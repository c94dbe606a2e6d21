//! Routes request bodies to typed handlers by request name.

use super::core::DaemonCore;
use super::protocol::{decode_payload, encode_reply, split_message, Request};
use super::requests::{
    DeviceInfoRequest, ExperimentStatusRequest, HaltRequest, HelloRequest, ListDevicesRequest,
    RunSequenceRequest,
};
use crate::error::{AppResult, LabError};
use async_trait::async_trait;
use futures::future::BoxFuture;
use futures::FutureExt;
use std::collections::HashMap;
use std::panic::AssertUnwindSafe;
use std::sync::Arc;
use tracing::{debug, error, warn};

/// Server-side behaviour of a [`Request`].
#[async_trait]
pub trait Handle: Request {
    async fn handle(self, core: &Arc<DaemonCore>) -> AppResult<Self::Response>;
}

type BoxedHandler =
    Box<dyn Fn(Arc<DaemonCore>, Vec<u8>) -> BoxFuture<'static, Option<Vec<u8>>> + Send + Sync>;

/// Name → handler table.
pub struct Dispatcher {
    handlers: HashMap<&'static str, BoxedHandler>,
}

impl std::fmt::Debug for Dispatcher {
    fn fmt(&self, f: &mut std::fmt::Formatter<'_>) -> std::fmt::Result {
        f.debug_struct("Dispatcher")
            .field("requests", &self.names())
            .finish()
    }
}

impl Default for Dispatcher {
    fn default() -> Self {
        Self::standard()
    }
}

impl Dispatcher {
    /// An empty table.
    pub fn new() -> Self {
        Self {
            handlers: HashMap::new(),
        }
    }

    /// Every request the daemon ships with.
    pub fn standard() -> Self {
        let mut dispatcher = Self::new();
        dispatcher.register::<HelloRequest>();
        dispatcher.register::<ListDevicesRequest>();
        dispatcher.register::<DeviceInfoRequest>();
        dispatcher.register::<RunSequenceRequest>();
        dispatcher.register::<ExperimentStatusRequest>();
        dispatcher.register::<HaltRequest>();
        dispatcher
    }

    /// Register `R`, replacing any handler already under `R::NAME`.
    pub fn register<R: Handle>(&mut self) {
        let handler: BoxedHandler = Box::new(|core, payload| {
            async move {
                let outcome = match decode_payload::<R>(&payload) {
                    Ok(request) => request.handle(&core).await,
                    Err(err) => Err(err),
                };
                if let Err(err) = &outcome {
                    warn!(request = R::NAME, kind = err.kind(), error = %err, "request failed");
                }
                R::EXPECTS_REPLY.then(|| encode_reply(outcome))
            }
            .boxed()
        });
        self.handlers.insert(R::NAME, handler);
    }

    /// Registered request names, sorted.
    pub fn names(&self) -> Vec<&'static str> {
        let mut names: Vec<_> = self.handlers.keys().copied().collect();
        names.sort_unstable();
        names
    }

    /// Handle one request body. `None` means no reply is sent.
    ///
    /// Every failure, including a panicking handler, becomes an error reply.
    pub async fn dispatch(&self, core: &Arc<DaemonCore>, message: &[u8]) -> Option<Vec<u8>> {
        let (name, payload) = match split_message(message) {
            Ok(parts) => parts,
            Err(err) => {
                warn!(error = %err, "malformed request");
                return Some(encode_reply::<()>(Err(err)));
            }
        };

        let Some(handler) = self.handlers.get(name) else {
            warn!(request = name, "unknown request type");
            return Some(encode_reply::<()>(Err(LabError::UnknownRequestType(
                name.to_string(),
            ))));
        };

        debug!(request = name, "dispatching");
        match AssertUnwindSafe(handler(Arc::clone(core), payload.to_vec()))
            .catch_unwind()
            .await
        {
            Ok(reply) => reply,
            Err(_) => {
                error!(request = name, "request handler panicked");
                Some(encode_reply::<()>(Err(LabError::Internal(format!(
                    "handler for {name} panicked"
                )))))
            }
        }
    }
}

The task:
Exactly the lines from the one containing "an error reply." to the last line of the entries above must be duplicated, with both of those lines included and nothing more.

Solved exercise:
    /// Every failure, including a panicking handler, becomes an error reply.
    pub async fn dispatch(&self, core: &Arc<DaemonCore>, message: &[u8]) -> Option<Vec<u8>> {
        let (name, payload) = match split_message(message) {
            Ok(parts) => parts,
            Err(err) => {
                warn!(error = %err, "malformed request");
                return Some(encode_reply::<()>(Err(err)));
            }
        };

        let Some(handler) = self.handlers.get(name) else {
            warn!(request = name, "unknown request type");
            return Some(encode_reply::<()>(Err(LabError::UnknownRequestType(
                name.to_string(),
            ))));
        };

        debug!(request = name, "dispatching");
        match AssertUnwindSafe(handler(Arc::clone(core), payload.to_vec()))
            .catch_unwind()
            .await
        {
            Ok(reply) => reply,
            Err(_) => {
                error!(request = name, "request handler panicked");
                Some(encode_reply::<()>(Err(LabError::Internal(format!(
                    "handler for {name} panicked"
                )))))
            }
        }
    }
}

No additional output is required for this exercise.